The recent dispute over Don Imus focused entirely on whether he should be fired—not on the more important issue of why we have become a society in which there is a market for what Imus supplies. (Reno’s Cory Farley was one of the few who raised the additional question of whether expressing opinions should be a firing offense, to say nothing of whether an employer should fire a man for being outrageous when he was hired to be outrageous.) As soon as the term fire entered the debate, it drove all other issues out.

Beside the difficult workplace issues, there is little pressure for a solution to the problem because it is seldom identified as a problem in the first place. The journalism journals that scrutinize ethics pay a lot of attention to language, but almost always to the mechanics of language—overuse of cliches or whether evoked is being used where invoked is proper. Rarely do they examine the manipulation of language.
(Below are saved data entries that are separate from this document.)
//! HTTP retrieval.

use crate::PortalError;
use log::{debug, info, warn};
use reqwest::{
    blocking::{Client, ClientBuilder},
    header::CONTENT_DISPOSITION,
    StatusCode,
};
use std::{
    fs::{self, File},
    io::{BufReader, BufWriter, ErrorKind, IntoInnerError, Write},
    path::{Path, PathBuf},
    time::Duration,
};
use zip::ZipArchive;

/// Time allowed to establish a connection.
const CONNECT_TIMEOUT: Duration = Duration::from_secs(30);

/// Time allowed for a whole `HEAD` request.
const HEAD_TIMEOUT: Duration = Duration::from_secs(60);

/// Detects peers that vanish during long transfers.
const KEEPALIVE: Duration = Duration::from_secs(30);

/// Source of remote files.
pub trait Fetch: Sync {
    /// Streams the body of `url` into `out`, returning its size in
    /// bytes.
    fn get(&self, url: &str, out: &mut dyn Write) -> Result<u64, PortalError>;

    /// Returns the `Content-Disposition` header of `url` without
    /// downloading the body.
    ///
    /// `Ok(None)` if nothing is served at `url`.
    fn content_disposition(&self, url: &str) -> Result<Option<String>, PortalError>;
}

pub struct HttpFetcher {
    client: Client,
    head_timeout: Duration,
}

impl HttpFetcher {
    pub fn new() -> Result<Self, PortalError> {
        Self::with_timeouts(CONNECT_TIMEOUT, HEAD_TIMEOUT)
    }

    /// Downloads are only bounded by `connect`; orthophoto archives run
    /// to hundreds of megabytes. `HEAD` requests are bounded by `head` as a
    /// whole.
    pub fn with_timeouts(connect: Duration, head: Duration) -> Result<Self, PortalError> {
        Ok(Self {
            client: client_builder(connect).build()?,
            head_timeout: head,
        })
    }
}

fn client_builder(connect: Duration) -> ClientBuilder {
    Client::builder()
        .connect_timeout(connect)
        .timeout(None)
        .tcp_keepalive(KEEPALIVE)
        .user_agent(concat!("thdl/", env!("CARGO_PKG_VERSION")))
}

impl Fetch for HttpFetcher {
    fn get(&self, url: &str, out: &mut dyn Write) -> Result<u64, PortalError> {
        debug!("GET {url}");
        let mut response = self.client.get(url).send()?;
        let status = response.status();
        if !status.is_success() {
            return Err(PortalError::Status {
                url: url.to_string(),
                status: status.as_u16(),
            });
        }
        Ok(response.copy_to(out)?)
    }

    fn content_disposition(&self, url: &str) -> Result<Option<String>, PortalError> {
        let response = self.client.head(url).timeout(self.head_timeout).send()?;
        match response.status() {
            StatusCode::NOT_FOUND => Ok(None),
            status if status.is_success() => Ok(response
                .headers()
                .get(CONTENT_DISPOSITION)
                .and_then(|value| value.to_str().ok())
                .map(str::to_string)),
            status => Err(PortalError::Status {
                url: url.to_string(),
                status: status.as_u16(),
            }),
        }
    }
}

/// Outcome of [`download_to`].
#[derive(Debug, Clone, Copy, PartialEq, Eq)]
pub enum Downloaded {
    /// The file was already present and left alone.
    Cached,

    /// The file was fetched; holds its size in bytes.
    Fetched(u64),
}

/// Downloads the ZIP archive at `url` to `dest` unless `dest` already
/// exists.
///
/// The body is streamed next to `dest` and only renamed into place once
/// it reads as a ZIP archive. An interrupted transfer or an error page
/// served with a success status therefore never lands under the final
/// name, and the next run fetches it again.
pub fn download_to(fetch: &dyn Fetch, url: &str, dest: &Path) -> Result<Downloaded, PortalError> {
    if dest.exists() {
        debug!("{dest:?} already downloaded");
        return Ok(Downloaded::Cached);
    }
    if let Some(parent) = dest.parent() {
        fs::create_dir_all(parent)?;
    }
    let tmp = tmp_path(dest);
    match fetch_archive(fetch, url, &tmp) {
        Ok(size) => {
            fs::rename(tmp, dest)?;
            info!("downloaded {dest:?} ({size} bytes)");
            Ok(Downloaded::Fetched(size))
        }
        Err(e) => {
            match fs::remove_file(&tmp) {
                Err(rm_err) if rm_err.kind() != ErrorKind::NotFound => {
                    warn!("leaving {tmp:?} behind: {rm_err}");
                }
                _ => (),
            }
            Err(e)
        }
    }
}

fn fetch_archive(fetch: &dyn Fetch, url: &str, tmp: &Path) -> Result<u64, PortalError> {
    let mut wtr = BufWriter::new(File::create(tmp)?);
    let size = fetch.get(url, &mut wtr)?;
    wtr.into_inner().map_err(IntoInnerError::into_error)?.sync_all()?;
    ZipArchive::new(BufReader::new(File::open(tmp)?))?;
    Ok(size)
}

/// Returns `path` with `.tmp` appended to its file name.
pub(crate) fn tmp_path(path: &Path) -> PathBuf {
    let mut tmp = path.as_os_str().to_owned();
    tmp.push(".tmp");
    PathBuf::from(tmp)
}

#[cfg(test)]
mod tests {
    use super::{client_builder, download_to, tmp_path, Downloaded, Fetch, HttpFetcher};
    use crate::PortalError;
    use std::{
        io::{Cursor, Read, Write},
        net::TcpListener,
        path::Path,
        sync::Mutex,
        thread,
        time::Duration,
    };
    use zip::{write::FileOptions, ZipWriter};

    fn zip_bytes() -> Vec<u8> {
        let mut zip = ZipWriter::new(Cursor::new(Vec::new()));
        zip.start_file("632_5650.xyz", FileOptions::default()).unwrap();
        zip.write_all(b"632000 5650000 301.5\n").unwrap();
        zip.finish().unwrap().into_inner()
    }

    enum Serve {
        Body(Vec<u8>),
        Status(u16),
        /// Writes part of the body, then the connection drops.
        Truncated(Vec<u8>),
    }

    struct Fake {
        calls: Mutex<usize>,
        serve: Mutex<Serve>,
    }

    impl Fake {
        fn new(serve: Serve) -> Self {
            Self {
                calls: Mutex::new(0),
                serve: Mutex::new(serve),
            }
        }
    }

    impl Fetch for Fake {
        fn get(&self, url: &str, out: &mut dyn Write) -> Result<u64, PortalError> {
            *self.calls.lock().unwrap() += 1;
            match &*self.serve.lock().unwrap() {
                Serve::Body(body) => {
                    out.write_all(body)?;
                    Ok(body.len() as u64)
                }
                Serve::Status(status) => Err(PortalError::Status {
                    url: url.to_string(),
                    status: *status,
                }),
                Serve::Truncated(body) => {
                    out.write_all(&body[..body.len() / 2])?;
                    Err(std::io::Error::from(std::io::ErrorKind::ConnectionReset).into())
                }
            }
        }

        fn content_disposition(&self, _url: &str) -> Result<Option<String>, PortalError> {
            Ok(None)
        }
    }

    #[test]
    fn test_skip_existing() {
        let tmp = tempfile::tempdir().unwrap();
        let dest = tmp.path().join("dem").join("632_5650.zip");
        let body = zip_bytes();
        let fetch = Fake::new(Serve::Body(body.clone()));
        assert_eq!(
            download_to(&fetch, "http://x/a.zip", &dest).unwrap(),
            Downloaded::Fetched(body.len() as u64)
        );
        assert_eq!(
            download_to(&fetch, "http://x/a.zip", &dest).unwrap(),
            Downloaded::Cached
        );
        assert_eq!(*fetch.calls.lock().unwrap(), 1);
        assert_eq!(std::fs::read(&dest).unwrap(), body);
        assert!(!tmp_path(&dest).exists());
    }

    #[test]
    fn test_failure_leaves_nothing() {
        let tmp = tempfile::tempdir().unwrap();
        let dest = tmp.path().join("4521.zip");

        let fetch = Fake::new(Serve::Status(503));
        assert!(download_to(&fetch, "http://x/4521.zip", &dest).is_err());
        assert!(!dest.exists());
        assert!(!tmp_path(&dest).exists());

        let fetch = Fake::new(Serve::Truncated(zip_bytes()));
        assert!(matches!(
            download_to(&fetch, "http://x/4521.zip", &dest),
            Err(PortalError::Io(_))
        ));
        assert!(!dest.exists());
        assert!(!tmp_path(&dest).exists());
    }

    #[test]
    fn test_rejects_non_archive_body() {
        let tmp = tempfile::tempdir().unwrap();
        let dest = tmp.path().join("4521.zip");
        let fetch = Fake::new(Serve::Body(b"<html>Zu viele Anfragen</html>".to_vec()));
        assert!(matches!(
            download_to(&fetch, "http://x/4521.zip", &dest),
            Err(PortalError::Zip(_))
        ));
        assert!(!dest.exists());
        assert!(!tmp_path(&dest).exists());

        // Not cached, so the next attempt downloads again.
        *fetch.serve.lock().unwrap() = Serve::Body(zip_bytes());
        assert!(matches!(
            download_to(&fetch, "http://x/4521.zip", &dest).unwrap(),
            Downloaded::Fetched(_)
        ));
        assert_eq!(*fetch.calls.lock().unwrap(), 2);
        assert!(dest.exists());
    }

    #[test]
    fn test_slow_body_outlasts_timeouts() {
        let body: Vec<u8> = (0..128 * 1024).map(|i| (i % 251) as u8).collect();
        let listener = TcpListener::bind("127.0.0.1:0").unwrap();
        let addr = listener.local_addr().unwrap();
        let served = body.clone();
        let server = thread::spawn(move || {
            let (mut stream, _) = listener.accept().unwrap();
            let mut request = Vec::new();
            let mut buf = [0; 1024];
            while !request.windows(4).any(|w| w == b"\r\n\r\n") {
                let n = stream.read(&mut buf).unwrap();
                request.extend_from_slice(&buf[..n]);
            }
            write!(
                stream,
                "HTTP/1.1 200 OK\r\nContent-Length: {}\r\nConnection: close\r\n\r\n",
                served.len()
            )
            .unwrap();
            let (head, tail) = served.split_at(served.len() / 2);
            stream.write_all(head).unwrap();
            stream.flush().unwrap();
            thread::sleep(Duration::from_millis(1500));
            stream.write_all(tail).unwrap();
        });

        let fetch = HttpFetcher {
            client: client_builder(Duration::from_secs(1))
                .no_proxy()
                .build()
                .unwrap(),
            head_timeout: Duration::from_secs(1),
        };
        let mut out = Vec::new();
        let size = fetch
            .get(&format!("http://{addr}/4521.zip"), &mut out)
            .unwrap();
        server.join().unwrap();
        assert_eq!(size, body.len() as u64);
        assert_eq!(out, body);
    }

    #[test]
    fn test_tmp_path() {
        assert_eq!(
            tmp_path(Path::new("/d/op/4521.zip")),
            Path::new("/d/op/4521.zip.tmp")
        );
    }
}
Why does it matter? Because both people and policies are manipulated with language. The Nevada attorney general’s office once rendered an opinion that public bodies don’t have to comply with the agenda requirements in the open meeting law if they call their meetings something else, like a “goal-setting session.”

When language is manipulated for long enough, it takes on a life of its own and creates a reality. Journalists who should serve as fuses against hysteria melt in the heat and start believing their own stories. At least twice in the Reno market news anchors have expressed disbelief on the air that the stories they were reading off the teleprompter about declining crime statistics were true. Both happened during local “crime waves” that had existed only on television and in the emotionally loaded language employed to report routine crime.

So often, the upshot of these manipulations is public policy based on false premises, but the changes they force are real. The reporters in Las Vegas who were so free with the term crisis and so unwilling to call a strike a strike drove new curbs on protections for the public from malpractice. And a year later, two official inquiries—one state, the other federal—both suggested that there had never been a crisis in Las Vegas at all.

To put it another way, reporters had avoided using the term strike when there was one and had used the term crisis when there wasn’t one, and in so doing had created a false climate of public opinion in which public policy on the public’s health had been changed. So it goes.